What is Löfgren syndrome?
Löfgren syndrome is an acute form of sarcoidosis. Sarcoidosis is a multisystem disorder characterised histologically by granulomas (a specific type of inflammation).
Löfgren syndrome presents with a combination of symptoms and findings:
- Erythema nodosum
- Bilateral hilar lymphadenopathy (enlarged lymph nodes in the centre of the chest)
- Bilateral ankle arthritis or painful ankles
- Fever and malaise
The syndrome is named after Swedish researcher, Sven Löfgren (1910-1978), who described the symptoms in a series of 113 patients (1953).
Who gets Löfgren syndrome?
Some populations are at greater risk of developing Löfgren syndrome for genetic and environmental reasons.
- There is a strong female predominance
- It affects young to middle age patients, with a mean age of onset of 35 years
- Löfgren syndrome is more common and more severe in Scandinavia and Ireland
- There is a strong association with HLA-DRB1 allele.
What causes Löfgren syndrome?
Despite intensive investigation, the cause of Löfgren syndrome and other forms of cutaneous sarcoidosis is unknown. Sarcoidosis is recognised as a cell-mediated immune response to an unknown antigen, in which activated macrophages and CD4 T-lymphocytes release cytokines that trigger formation of granulomas.
At least some cases of cutaneous sarcoidosis may be due to an unusual host reaction to one or more infective agents, such as Mycobacterium paratuberculosis, histoplasmosis and other fungi. Acute sarcoidosis is not infectious.
What are the clinical features of Löfgren syndrome?
Löfgren syndrome commonly presents during the spring months.
- Erythema nodosum is predominantly noted among women.
- Tender nodules are most often located on the lower limbs but may occasionally also occur on forearms
- Bilateral ankle arthritis is more frequently seen in men.
- It results in pain and/or swelling
- Fever and malaise
- Respiratory symptoms: mild shortness of breath and decreased exercise tolerance
- Acute uveitis or iridocyclitis (inflammation of the eye)
How is the diagnosis of Löfgren syndrome made?
Patients with Löfgren syndrome may present to a dermatologist, respiratory physician, ophthalmologist, rheumatologist or general practitioner because of the variety of possible symptoms.

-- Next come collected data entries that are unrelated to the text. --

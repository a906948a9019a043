//! Console presenter backed by indicatif progress bars

use std::time::{Duration, Instant};

use indicatif::{MultiProgress, ProgressBar, ProgressDrawTarget, ProgressStyle};
use tether_core::{Presenter, Translator};

/// Resolution of both bars; fractions are scaled onto this length.
const BAR_LENGTH: u64 = 1000;

/// Two-bar console display: overall progress with the status line, and the
/// file currently being transferred with the elapsed time.
pub struct ConsolePresenter {
    _multi: MultiProgress,
    overall: ProgressBar,
    file: ProgressBar,
    translator: Translator,
    started: Instant,
}

impl ConsolePresenter {
    pub fn new(translator: Translator) -> Self {
        Self::with_target(translator, ProgressDrawTarget::stderr())
    }

    fn with_target(translator: Translator, target: ProgressDrawTarget) -> Self {
        let multi = MultiProgress::with_draw_target(target);

        let overall = multi.add(ProgressBar::new(BAR_LENGTH));
        overall.set_style(style("{msg}\n[{bar:40.green/dim}] {percent:>3}%"));

        let file = multi.add(ProgressBar::new(BAR_LENGTH));
        file.set_style(style("[{bar:40.cyan/dim}] {percent:>3}% {msg}  {prefix}"));

        overall.enable_steady_tick(Duration::from_millis(250));

        Self {
            _multi: multi,
            overall,
            file,
            translator,
            started: Instant::now(),
        }
    }

    /// Stop drawing and leave the final state on screen.
    pub fn finish(&self) {
        self.file.finish_and_clear();
        self.overall.finish();
    }

    fn elapsed_label(&self) -> String {
        let elapsed = format_elapsed(self.started.elapsed());
        self.translator
            .translate("elapsed_time", &[("elapsed", elapsed.as_str())])
    }
}

impl Presenter for ConsolePresenter {
    fn set_status(&self, status: &str) {
        self.overall.set_message(status.to_string());
    }

    fn set_progress(&self, overall: f64, file: f64) {
        self.overall.set_position(scale(overall));
        self.file.set_position(scale(file));
        self.file.set_prefix(self.elapsed_label());
    }

    fn set_current_file(&self, name: &str) {
        self.file.set_message(name.to_string());
    }

    fn show_error(&self, message: &str) {
        self.file.finish_and_clear();
        self.overall.abandon_with_message(message.to_string());
    }
}

impl Drop for ConsolePresenter {
    fn drop(&mut self) {
        if !self.overall.is_finished() {
            self.finish();
        }
    }
}

fn style(template: &str) -> ProgressStyle {
    ProgressStyle::default_bar()
        .template(template)
        .unwrap_or_else(|_| ProgressStyle::default_bar())
        .progress_chars("=>-")
}

fn scale(fraction: f64) -> u64 {
    (fraction.clamp(0.0, 1.0) * BAR_LENGTH as f64).round() as u64
}

/// `m:ss`, or `h:mm:ss` past the hour.
fn format_elapsed(elapsed: Duration) -> String {
    let secs = elapsed.as_secs();
    let (hours, minutes, seconds) = (secs / 3600, (secs / 60) % 60, secs % 60);
    if hours > 0 {
        format!("{hours}:{minutes:02}:{seconds:02}")
    } else {
        format!("{minutes}:{seconds:02}")
    }
}
//! Command-line arguments and configuration loading

use std::path::{Path, PathBuf};

use anyhow::Context;
use clap::Parser;
use tether_core::{BootstrapConfig, BootstrapError, Locale, Translator};

/// Configuration file looked up next to the executable.
pub const DEFAULT_CONFIG_FILE: &str = "tether.toml";

/// Tether bootstrap - keeps an installation current and launches it
#[derive(Parser, Debug)]
#[command(name = "tether-bootstrap")]
#[command(version, about = "Keeps an installation up to date, then launches it")]
pub struct Cli {
    /// Portable installation root (overrides the per-user data directory)
    #[arg(long, env = "TETHER_PATH")]
    pub path: Option<PathBuf>,

    /// Config file path
    #[arg(long, env = "TETHER_CONFIG")]
    pub config: Option<PathBuf>,

    /// Verbose output
    #[arg(short, long)]
    pub verbose: bool,

    /// Debug logging
    #[arg(long)]
    pub debug: bool,

    /// Display locale (e.g. `en`, `fr`)
    #[arg(long)]
    pub locale: Option<String>,

    /// Update only; print the launch command instead of running it
    #[arg(long)]
    pub no_launch: bool,
}

impl Cli {
    /// Config file to read: `--config`, else `tether.toml` beside the executable.
    pub fn config_path(&self) -> anyhow::Result<PathBuf> {
        if let Some(path) = &self.config {
            return Ok(path.clone());
        }
        let exe = std::env::current_exe().context("cannot locate the running executable")?;
        let dir = exe.parent().unwrap_or_else(|| Path::new("."));
        Ok(dir.join(DEFAULT_CONFIG_FILE))
    }

    /// Load and validate the configuration.
    pub fn load_config(&self) -> anyhow::Result<BootstrapConfig> {
        let path = self.config_path()?;
        let config = BootstrapConfig::load_from_file(&path)
            .with_context(|| format!("cannot load configuration from {}", path.display()))?;
        config.validate()?;
        Ok(config)
    }

    /// Display locale: `--locale`, then the configured locale, then the environment.
    pub fn translator(&self, config: &BootstrapConfig) -> Translator {
        let requested = self
            .locale
            .as_deref()
            .or(config.locale.as_deref())
            .and_then(Locale::parse);

        match requested {
            Some(locale) => Translator::new(locale),
            None => Translator::from_env(),
        }
    }

    /// Log filter: `--debug`, then `--verbose`, then the configured level.
    pub fn log_filter(&self, config: Option<&BootstrapConfig>) -> String {
        if self.debug {
            "debug".to_string()
        } else if self.verbose {
            "info".to_string()
        } else {
            config
                .map(|c| c.logging.level.clone())
                .unwrap_or_else(|| "warn".to_string())
        }
    }
}

/// Process exit codes of the bootstrap itself.
///
/// Once the payload is launched, its own exit status is returned instead.
#[derive(Debug, Clone, Copy, PartialEq, Eq)]
#[repr(u8)]
pub enum ExitCode {
    /// Updated (and launched, unless `--no-launch`) successfully
    Success = 0,
    /// Unclassified failure
    GeneralError = 1,
    /// Configuration missing or invalid
    ConfigError = 2,
    /// Host platform not supported
    UnsupportedPlatform = 3,
    /// Manifests unavailable and nothing cached
    ManifestUnavailable = 4,
    /// One or more files could not be downloaded or verified
    DownloadFailed = 5,
    /// Interrupted by the user or the deadline
    Cancelled = 130,
}

impl ExitCode {
    /// Convert to process exit code
    pub fn to_exit_code(self) -> std::process::ExitCode {
        std::process::ExitCode::from(self as u8)
    }

    /// Classify an engine failure.
    pub fn for_error(error: &BootstrapError) -> Self {
        match error {
            BootstrapError::ConfigError(_) => Self::ConfigError,
            BootstrapError::UnsupportedPlatform { .. } => Self::UnsupportedPlatform,
            BootstrapError::ManifestUnavailable { .. } => Self::ManifestUnavailable,
            BootstrapError::HashMismatch { .. }
            | BootstrapError::CorruptDownload { .. }
            | BootstrapError::DownloadFailed { .. }
            | BootstrapError::DownloadsIncomplete { .. } => Self::DownloadFailed,
            BootstrapError::Cancelled => Self::Cancelled,
            _ => Self::GeneralError,
        }
    }

    /// Classify a failure surfaced through `anyhow`.
    pub fn for_anyhow(error: &anyhow::Error) -> Self {
        error
            .downcast_ref::<BootstrapError>()
            .map(Self::for_error)
            .unwrap_or(Self::GeneralError)
    }
}
//! Launch specification handed to the process boundary.
//!
//! The engine does not start processes. It resolves the program, its
//! working directory and its arguments with placeholders substituted; the
//! binary spawns it.

use std::path::{Path, PathBuf};
use std::process::Command;

use crate::manifest::{AppManifest, FileKind};
use crate::platform::PlatformKey;

/// Values substituted into `${name}` placeholders of launch arguments.
#[derive(Debug, Clone)]
pub struct LaunchContext {
    /// `${rootPath}`
    pub root_path: PathBuf,
    /// `${osArch}`
    pub platform: PlatformKey,
    /// `${isPortable}`
    pub portable: bool,
    /// `${bsVersion}`
    pub bootstrap_version: String,
}

impl LaunchContext {
    /// Replace every known placeholder in `arg`. Unknown placeholders are kept.
    pub fn substitute(&self, arg: &str) -> String {
        let root = self.root_path.display().to_string();
        let portable = self.portable.to_string();
        let variables = [
            ("rootPath", root.as_str()),
            ("osArch", self.platform.as_str()),
            ("isPortable", portable.as_str()),
            ("bsVersion", self.bootstrap_version.as_str()),
        ];

        variables
            .iter()
            .fold(arg.to_string(), |acc, (name, value)| {
                acc.replace(&format!("${{{name}}}"), value)
            })
    }
}

/// A resolved process invocation.
#[derive(Debug, Clone, PartialEq, Eq)]
pub struct LaunchSpec {
    pub program: PathBuf,
    pub working_dir: PathBuf,
    pub args: Vec<String>,
}

impl LaunchSpec {
    /// Launch the application tree on the managed runtime.
    ///
    /// Arguments are `-classpath <entries> <main class>` followed by the
    /// manifest's arguments. Classpath entries keep manifest order.
    pub fn for_tree(
        context: &LaunchContext,
        runtime_base: &Path,
        app_base: &Path,
        manifest: &AppManifest,
    ) -> Self {
        let classpath: Vec<String> = manifest
            .files
            .iter()
            .filter(|f| f.kind == FileKind::Classpath)
            .map(|f| app_base.join(&f.path).display().to_string())
            .collect();

        let mut args = vec![
            "-classpath".to_string(),
            classpath.join(classpath_separator(&context.platform)),
            manifest.main_class.clone(),
        ];
        args.extend(manifest.args.iter().map(|a| context.substitute(a)));

        Self {
            program: runtime_base.join(runtime_executable(&context.platform)),
            working_dir: context.root_path.clone(),
            args,
        }
    }

    /// Launch a single executable payload.
    pub fn for_executable(context: &LaunchContext, payload: &Path, args: &[String]) -> Self {
        Self {
            program: payload.to_path_buf(),
            working_dir: context.root_path.clone(),
            args: args.iter().map(|a| context.substitute(a)).collect(),
        }
    }

    /// Build a [`Command`] for this spec. Standard streams are inherited.
    pub fn command(&self) -> Command {
        let mut command = Command::new(&self.program);
        command.args(&self.args).current_dir(&self.working_dir);
        command
    }
}

/// Runtime executable relative to a runtime component's base directory.
pub fn runtime_executable(platform: &PlatformKey) -> &'static str {
    if platform.is_windows() {
        "bin/javaw.exe"
    } else if platform.is_macos() {
        "jre.bundle/Contents/Home/bin/java"
    } else {
        "bin/java"
    }
}

/// Classpath separator of the target OS.
pub fn classpath_separator(platform: &PlatformKey) -> &'static str {
    if platform.is_windows() {
        ";"
    } else {
        ":"
    }
}
//! Single self-updating executable.
//!
//! Instead of a file tree, the payload is one executable described by an
//! [`ExecutableManifest`]. Next to it lives an [`InstalledVersionRecord`]
//! (`<payload>.version.json`) written only after a verified download.
//! [`decide`] compares the record with the published version.
//!
//! Two hash mismatches are told apart. A pre-existing payload that does
//! not match its record is a stale install and is downloaded again once.
//! A payload that does not match right after downloading it is
//! [`BootstrapError::CorruptDownload`] and ends the run.

use std::ffi::OsString;
use std::io;
use std::path::{Path, PathBuf};
use std::sync::Arc;

use semver::Version;
use serde::{Deserialize, Serialize};
use tokio_util::sync::CancellationToken;
use tracing::{debug, info, warn};

use crate::cache::{ManifestCache, CACHE_DIR};
use crate::download::{discard, fetch_to_file, part_path};
use crate::error::BootstrapError;
use crate::hash::{self, HashAlgorithm};
use crate::http::HttpClient;
use crate::manifest::ExecutableManifest;
use crate::progress::{spawn_aggregator, ProgressEvent, ProgressSink};
use crate::reconcile::set_executable;

/// Version recorded before the payload has ever been installed.
pub const NOT_DOWNLOADED: &str = "NOT_DOWNLOADED";

/// Cache file name of the executable manifest.
const MANIFEST_CACHE_FILE: &str = "executable_manifest.json";

/// Version and content hash of the installed payload.
#[derive(Debug, Clone, PartialEq, Eq, Serialize, Deserialize)]
pub struct InstalledVersionRecord {
    pub version: String,
    pub hash: String,
}

impl Default for InstalledVersionRecord {
    fn default() -> Self {
        Self {
            version: NOT_DOWNLOADED.to_string(),
            hash: String::new(),
        }
    }
}

impl InstalledVersionRecord {
    /// Whether a payload has been installed.
    pub fn is_installed(&self) -> bool {
        self.version != NOT_DOWNLOADED
    }

    /// `<payload>.version.json`
    pub fn path_for(payload: &Path) -> PathBuf {
        let mut name = OsString::from(payload.as_os_str());
        name.push(".version.json");
        PathBuf::from(name)
    }

    /// Load the record of `payload`.
    ///
    /// A missing or unparsable record yields the "not downloaded" record.
    pub fn load(payload: &Path) -> Result<Self, BootstrapError> {
        let path = Self::path_for(payload);
        let data = match std::fs::read(&path) {
            Ok(data) => data,
            Err(e) if e.kind() == io::ErrorKind::NotFound => return Ok(Self::default()),
            Err(e) => return Err(e.into()),
        };

        match serde_json::from_slice(&data) {
            Ok(record) => Ok(record),
            Err(e) => {
                warn!(path = %path.display(), error = %e, "Version record is corrupt, ignoring it");
                Ok(Self::default())
            }
        }
    }

    /// Persist the record next to `payload`.
    pub fn save(&self, payload: &Path) -> Result<(), BootstrapError> {
        let data = serde_json::to_vec_pretty(self)?;
        std::fs::write(Self::path_for(payload), data)?;
        Ok(())
    }
}

/// Outcome of the version gate.
#[derive(Debug, Clone, Copy, PartialEq, Eq)]
pub enum GateDecision {
    Update,
    RunExisting,
}

/// Decide whether the installed payload must be replaced.
///
/// Updates when nothing is installed, when either version is not valid
/// semver, or when the installed version is strictly older.
pub fn decide(installed: &InstalledVersionRecord, remote_version: &str) -> GateDecision {
    if !installed.is_installed() {
        return GateDecision::Update;
    }

    let (Ok(local), Ok(remote)) = (
        Version::parse(installed.version.trim()),
        Version::parse(remote_version.trim()),
    ) else {
        debug!(
            installed = %installed.version,
            remote = remote_version,
            "Unparsable version, updating"
        );
        return GateDecision::Update;
    };

    if local < remote {
        GateDecision::Update
    } else {
        GateDecision::RunExisting
    }
}

/// Result of a self-update run.
#[derive(Debug, Clone)]
pub struct SelfUpdateOutcome {
    pub payload: PathBuf,
    pub manifest: ExecutableManifest,
    /// Whether a new payload was downloaded
    pub updated: bool,
}

/// Keeps a single executable payload current.
pub struct SelfUpdater {
    cache: ManifestCache,
    client: HttpClient,
    install_root: PathBuf,
    payload: PathBuf,
}

impl SelfUpdater {
    pub fn new(
        cache: ManifestCache,
        client: HttpClient,
        install_root: PathBuf,
        payload: PathBuf,
    ) -> Self {
        Self {
            cache,
            client,
            install_root,
            payload,
        }
    }

    /// Fetch the manifest, gate on version and replace the payload if needed.
    ///
    /// # Errors
    ///
    /// - [`BootstrapError::CorruptDownload`] if a fresh download does not
    ///   match the published hash. Any installed payload and its record
    ///   are left as they were.
    /// - [`BootstrapError::Cancelled`] if `cancel` fires mid-transfer.
    /// - Manifest and transport errors.
    pub async fn run(
        &self,
        manifest_url: &str,
        sink: Arc<dyn ProgressSink>,
        cancel: &CancellationToken,
    ) -> Result<SelfUpdateOutcome, BootstrapError> {
        let cache_path = self.install_root.join(CACHE_DIR).join(MANIFEST_CACHE_FILE);
        let manifest = self
            .cache
            .fetch_or_cached::<ExecutableManifest>(&cache_path, manifest_url)
            .await?
            .value;

        let record = InstalledVersionRecord::load(&self.payload)?;
        let decision = decide(&record, &manifest.version);
        info!(
            installed = %record.version,
            remote = %manifest.version,
            ?decision,
            "Version gate"
        );

        if decision == GateDecision::RunExisting {
            if self.installed_is_intact(&record, &manifest)? {
                return Ok(SelfUpdateOutcome {
                    payload: self.payload.clone(),
                    manifest,
                    updated: false,
                });
            }
            warn!(
                payload = %self.payload.display(),
                "Installed payload does not match its recorded hash, downloading again"
            );
        }

        self.download(&manifest, sink, cancel).await?;
        Ok(SelfUpdateOutcome {
            payload: self.payload.clone(),
            manifest,
            updated: true,
        })
    }

    /// Check the installed payload against the hash declared for its version.
    fn installed_is_intact(
        &self,
        record: &InstalledVersionRecord,
        manifest: &ExecutableManifest,
    ) -> Result<bool, BootstrapError> {
        let expected = if record.version == manifest.version {
            &manifest.hash
        } else {
            &record.hash
        };
        if expected.is_empty() {
            return Ok(false);
        }
        hash::file_matches(&self.payload, HashAlgorithm::Sha256, expected)
    }

    async fn download(
        &self,
        manifest: &ExecutableManifest,
        sink: Arc<dyn ProgressSink>,
        cancel: &CancellationToken,
    ) -> Result<(), BootstrapError> {
        let size = match manifest.size {
            Some(size) => size,
            None => match self.client.content_length(&manifest.url).await {
                Ok(length) => length.unwrap_or(0),
                Err(e) => {
                    warn!(url = %manifest.url, error = %e, "Could not determine payload size");
                    0
                }
            },
        };

        let (reporter, aggregator) = spawn_aggregator(1, size, sink);
        reporter.report(ProgressEvent::Started {
            task: 0,
            path: self.payload.clone(),
            total: size,
        });

        let part = part_path(&self.payload);
        let fetched = fetch_to_file(
            &self.client,
            &manifest.url,
            &part,
            HashAlgorithm::Sha256,
            cancel,
            |n| reporter.report(ProgressEvent::Advanced { task: 0, bytes: n }),
        )
        .await;

        let result = match fetched {
            Ok((actual, bytes)) => self.install(manifest, &part, actual, bytes).await,
            Err(e) => Err(e),
        };

        reporter.report(match &result {
            Ok(()) => ProgressEvent::Finished { task: 0 },
            Err(_) => ProgressEvent::Failed { task: 0 },
        });
        drop(reporter);
        if let Err(e) = aggregator.await {
            warn!(error = %e, "Progress aggregator ended abnormally");
        }

        result
    }

    /// Verify the fresh download and move it into place.
    async fn install(
        &self,
        manifest: &ExecutableManifest,
        part: &Path,
        actual: String,
        bytes: u64,
    ) -> Result<(), BootstrapError> {
        if !hash::hashes_equal(&actual, &manifest.hash) {
            // The rejected bytes never reach the payload path
            discard(part).await;
            return Err(BootstrapError::CorruptDownload {
                path: self.payload.clone(),
                expected: manifest.hash.to_ascii_lowercase(),
                actual,
            });
        }

        tokio::fs::rename(part, &self.payload).await?;
        set_executable(&self.payload)?;

        InstalledVersionRecord {
            version: manifest.version.clone(),
            hash: actual,
        }
        .save(&self.payload)?;

        info!(
            payload = %self.payload.display(),
            version = %manifest.version,
            bytes,
            "Payload updated"
        );
        Ok(())
    }
}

The diagnosis may be suspected due to typical clinical features. Although not always necessary for diagnosis, diagnosis of sarcoidosis is confirmed by finding non-caseating granulomas on biopsy of lymph nodes. Biopsy of erythema nodosum reveals septal panniculitis.
Chest X-ray reveals bilateral hilar lymphadenopathy ie enlarged lymph nodes in the centre of the chest.
Blood tests may find elevated levels of:
- C-reactive protein (CRP), calcium, acetyl cholinesterase (ACE), alkaline phosphatase, gamma globulin (polyclonal)
It is important to exclude tuberculosis. Tuberculin skin test and QuantiFERON® gold blood test are negative in sarcoidosis.
What is the treatment for Löfgren syndrome?
Most patients with Löfgren syndrome are treated with nonsteroidal anti-inflammatory drugs (NSAIDs), which reduce discomfort and inflammation of erythema nodosum and arthritis. Other drugs occasionally used for Löfgren syndrome include:
Compression socks can reduce swelling and discomfort of erythema nodosum.
What is the outlook for Löfgren syndrome?
The prognosis of Löfgren syndrome is good, with complete resolution with or without treatment within 6 months to 2 years.
It is usual to repeat chest X-rays from time to time until the lymphadenopathy has fully resolved.